(Beginning of EXTRACTED RECORDS)

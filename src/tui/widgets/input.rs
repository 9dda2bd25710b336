//! Text input widget
//!
//! A single-line text field with a cursor. The cursor counts characters,
//! not bytes, so multi-byte input edits cleanly.

use ratatui::{
    buffer::Buffer,
    layout::Rect,
    style::{Color, Modifier, Style},
    text::{Line, Span},
    widgets::Widget,
};

/// A simple text input widget
#[derive(Debug, Clone, Default)]
pub struct TextInput {
    /// Current text content
    pub content: String,
    /// Cursor position in characters
    pub cursor: usize,
    /// Whether the input is focused
    pub focused: bool,
    /// Whether the field failed validation
    pub invalid: bool,
    /// Placeholder text
    pub placeholder: String,
    /// Label
    pub label: String,
    /// Column reserved for the label; 0 sizes it to the label
    pub label_width: u16,
}

impl TextInput {
    /// Create a new text input
    pub fn new() -> Self {
        Self::default()
    }

    /// Set the label
    pub fn label(mut self, label: impl Into<String>) -> Self {
        self.label = label.into();
        self
    }

    /// Reserve a fixed label column so several inputs line up
    pub fn label_width(mut self, width: u16) -> Self {
        self.label_width = width;
        self
    }

    /// Set the placeholder
    pub fn placeholder(mut self, placeholder: impl Into<String>) -> Self {
        self.placeholder = placeholder.into();
        self
    }

    /// Set focused state
    pub fn focused(mut self, focused: bool) -> Self {
        self.focused = focused;
        self
    }

    /// Mark the field as failing validation
    pub fn invalid(mut self, invalid: bool) -> Self {
        self.invalid = invalid;
        self
    }

    /// Set content and put the cursor at the end
    pub fn content(mut self, content: impl Into<String>) -> Self {
        self.set_content(content);
        self
    }

    /// Replace the content in place and put the cursor at the end
    pub fn set_content(&mut self, content: impl Into<String>) {
        self.content = content.into();
        self.cursor = self.char_count();
    }

    fn char_count(&self) -> usize {
        self.content.chars().count()
    }

    fn byte_offset(&self, char_index: usize) -> usize {
        self.content
            .char_indices()
            .nth(char_index)
            .map(|(i, _)| i)
            .unwrap_or(self.content.len())
    }

    /// Insert a character at the cursor
    pub fn insert(&mut self, c: char) {
        let at = self.byte_offset(self.cursor);
        self.content.insert(at, c);
        self.cursor += 1;
    }

    /// Delete character before cursor
    pub fn backspace(&mut self) {
        if self.cursor > 0 {
            self.cursor -= 1;
            let at = self.byte_offset(self.cursor);
            self.content.remove(at);
        }
    }

    /// Delete character at cursor
    pub fn delete(&mut self) {
        if self.cursor < self.char_count() {
            let at = self.byte_offset(self.cursor);
            self.content.remove(at);
        }
    }

    /// Move cursor left
    pub fn move_left(&mut self) {
        self.cursor = self.cursor.saturating_sub(1);
    }

    /// Move cursor right
    pub fn move_right(&mut self) {
        if self.cursor < self.char_count() {
            self.cursor += 1;
        }
    }

    /// Move cursor to start
    pub fn move_start(&mut self) {
        self.cursor = 0;
    }

    /// Move cursor to end
    pub fn move_end(&mut self) {
        self.cursor = self.char_count();
    }

    /// Clear the content
    pub fn clear(&mut self) {
        self.content.clear();
        self.cursor = 0;
    }

    /// Get the current content
    pub fn value(&self) -> &str {
        &self.content
    }
}

impl Widget for &TextInput {
    fn render(self, area: Rect, buf: &mut Buffer) {
        let label_width = if self.label.is_empty() {
            0
        } else if self.label_width > 0 {
            self.label_width
        } else {
            self.label.chars().count() as u16 + 2
        };

        if !self.label.is_empty() {
            let label_style = if self.invalid {
                Style::default().fg(Color::Red).add_modifier(Modifier::BOLD)
            } else if self.focused {
                Style::default().fg(Color::Cyan).add_modifier(Modifier::BOLD)
            } else {
                Style::default().fg(Color::Yellow)
            };
            let label_line = Line::from(vec![
                Span::styled(self.label.as_str(), label_style),
                Span::raw(": "),
            ]);
            buf.set_line(area.x, area.y, &label_line, label_width);
        }

        let input_start = area.x + label_width;
        let input_width = area.width.saturating_sub(label_width);

        let (display_text, text_style) = if self.content.is_empty() && !self.focused {
            (self.placeholder.as_str(), Style::default().fg(Color::DarkGray))
        } else {
            (self.content.as_str(), Style::default().fg(Color::White))
        };

        buf.set_stringn(
            input_start,
            area.y,
            display_text,
            input_width as usize,
            text_style,
        );

        if self.focused {
            let cursor_x = input_start + self.cursor as u16;
            if cursor_x < area.x + area.width {
                let cursor_char = self.content.chars().nth(self.cursor).unwrap_or(' ');
                buf.set_string(
                    cursor_x,
                    area.y,
                    cursor_char.to_string(),
                    Style::default().fg(Color::Black).bg(Color::Cyan),
                );
            }
        }
    }
}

(End of EXTRACTED RECORDS)

● TASK INSTRUCTIONS: Where a line in the entries holds the word "chars", copy that line.

● SOLUTION:
        self.content.chars().count()
            self.label.chars().count() as u16 + 2
                let cursor_char = self.content.chars().nth(self.cursor).unwrap_or(' ');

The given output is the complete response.